## XCurve.AUROC.losses.AdversarialAUROC
This chapter will introduce how to conduct AUROC-oriented adversarial training on binary long-tail CIFAR-10 dataset. 
Note that, in the following, we take AdvAUCOptimizer as an example. The other one (i.e., RegAdvAUCOptimizer) stays similar to this one.

## Step 1
To begin with, we should import some packages: 

In [None]:
from easydict import EasyDict as edict

from torchvision import transforms

In [None]:
import torch
import random
import numpy as np

from XCurve.AUROC.dataloaders import StratifiedSampler # for imbalanced dataset sampling
from XCurve.AUROC.dataloaders import IMBALANCECIFAR10, get_data_loaders # dataloader of Xcurve
from XCurve.AUROC.losses import AdvAUROCLoss, PGDAdversary
from XCurve.AUROC.optimizer import AdvAUCOptimizer
from XCurve.AUROC.models import generate_net # create model or you can adopt any DNN models by Pytorch

## Step 2
Set seed to ensure a reproducible experiment.

In [None]:
seed = 1024
random.seed(seed)
torch.manual_seed(seed)
torch.cuda.manual_seed(seed)
np.random.seed(seed)
torch.backends.cudnn.deterministic = True
torch.backends.cudnn.benchmark = False

## Step 3
Formulate your model, criterion and optimizer

### Model
Our XCurve supports any pytorch-driven DNN model. In the XCurve, we implement ResNet-family backbone (18, 20, 35, etc.), Densenet121 and MLP.
> XCurve.AUROC.models.resnet18(num_classes=1, pretrained=None)

### Criterion
To decouple the pairwisely interdependent AUC risk, we use an instance-wise reformulation strategy to obtain an end-to-end AUROC-oriented AT method.
> XCurve.AUROC.losses.AdversarialAUROC.AdvAUROCLoss(self, imratio=None, a=None, b=None, alpha=None)

> XCurve.AUROC.losses.AdversarialAUROC.RegAdvAUROCLoss(self, imratio=None, a=None, b=None, alpha=None, lambda1=1.0, lambda2=1.0)

#### Parameters
- imratio (float): imbalance ration in your dataset. It must be precisely estimated based on your training set, i.e., $\frac{\#Pos.Num}{\#Tot.Num}$.
- a, b, alpha (torch.Tensor, float, requires_grad=True): initial values for a, b, $\alpha$ in instance-wise AUROC loss (Default [0.0]).
- lambda1, lambda2 (torch.Tensor, float, requires_grad=True): initial coefficient values for regularization (Default [1.0]).

### Optimizer
One-step optimizer to achieve Min-Max gradient update for PGD framework simultaneously.
> XCurve.AUROC.optimizer.AdvAUCOptimizer(params, a, b, alpha, momentum=0.9, weight_decay=0, nesterov=False)

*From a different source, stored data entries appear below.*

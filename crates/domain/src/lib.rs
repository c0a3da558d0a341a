//! # TenderWatch ドメイン層
//!
//! リマインダー照合と通知配信エンジンの中核となるドメインモデルを定義する。
//!
//! ## 設計方針
//!
//! - **読み取り専用スナップショット**: リマインダー、入札案件、カタログ、受信者は
//!   周辺アプリケーションが所有する。このクレートはそれらの読み取り専用の写しを扱う
//! - **純粋関数による照合**: [`matching::MatchTrigger`] がトリガーとリマインダーの
//!   照合判定を I/O なしで行う
//! - **インフラ非依存**: データストアやメール送信の詳細には一切依存しない
//!
//! ## 依存関係の方向
//!
//! ```text
//! reminder-service → infra → domain
//! ```
//!
//! ## モジュール構成
//!
//! - [`reminder`] - リマインダーと所有者
//! - [`tender`] - 入札案件
//! - [`catalog`] - カテゴリ / サブカテゴリ / 地域
//! - [`recipient`] - 通知の受信者（ユーザー / 顧客）
//! - [`matching`] - トリガーとリマインダーの照合述語
//! - [`sweep`] - 期日スイープの対象期間
//! - [`notification`] - メールメッセージと配信エラー
//! - [`clock`] - 時刻プロバイダ
//!
//! ## 使用例
//!
//! ```rust
//! use chrono::{TimeZone, Utc};
//! use tenderwatch_domain::{
//!     catalog::CategoryId,
//!     matching::MatchTrigger,
//!     reminder::{Reminder, ReminderId, ReminderType},
//!     tender::{Tender, TenderId},
//! };
//!
//! let now = Utc.with_ymd_and_hms(2025, 8, 1, 0, 0, 0).unwrap();
//! let tender = Tender::new(TenderId::new(1), "道路補修工事").with_category(CategoryId::new(5));
//! let reminder = Reminder::new(
//!     ReminderId::new(10),
//!     now + chrono::TimeDelta::days(7),
//!     ReminderType::NewTender,
//! )
//! .with_category(CategoryId::new(5));
//!
//! let trigger = MatchTrigger::TenderCreated { tender: &tender, now };
//! assert!(trigger.matches(&reminder));
//! ```

#[macro_use]
mod macros;

pub mod catalog;
pub mod clock;
pub mod error;
pub mod matching;
pub mod notification;
pub mod recipient;
pub mod reminder;
pub mod sweep;
pub mod tender;

pub use error::DomainError;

> XCurve.AUROC.optimizer.RegAdvAUCOptimizer(params, a, b, alpha, lambda1, lambda2)
#### Parameters
- params: parameters in your pytorch model
- a, b, alpha, lambda1, lambda2: parameters in your criterion.

In [None]:

# set params to create model
args = edict({
    "model_type": "resnet18", # (support resnet, densenet121 and mlp)
    "num_classes": 2, # number of class
    "pretrained": None # if the model is pretrained
})
# Or you can adopt any DNN models by Pytorch
model = generate_net(args).cuda() # generate pytorch model 

p_hat = 0.1
criterion = AdvAUROCLoss(imratio=p_hat)
optimizer = AdvAUCOptimizer(model.parameters(), 
                            criterion.a, criterion.b, criterion.alpha,
                            lr=0.1, momentum=0.9,
                            weight_decay=1e-5)


## Step 4
Now, we can start adversarial training!

### Dataset and DataLoaders
Before training, you should load your customized datasets and dataloaders. 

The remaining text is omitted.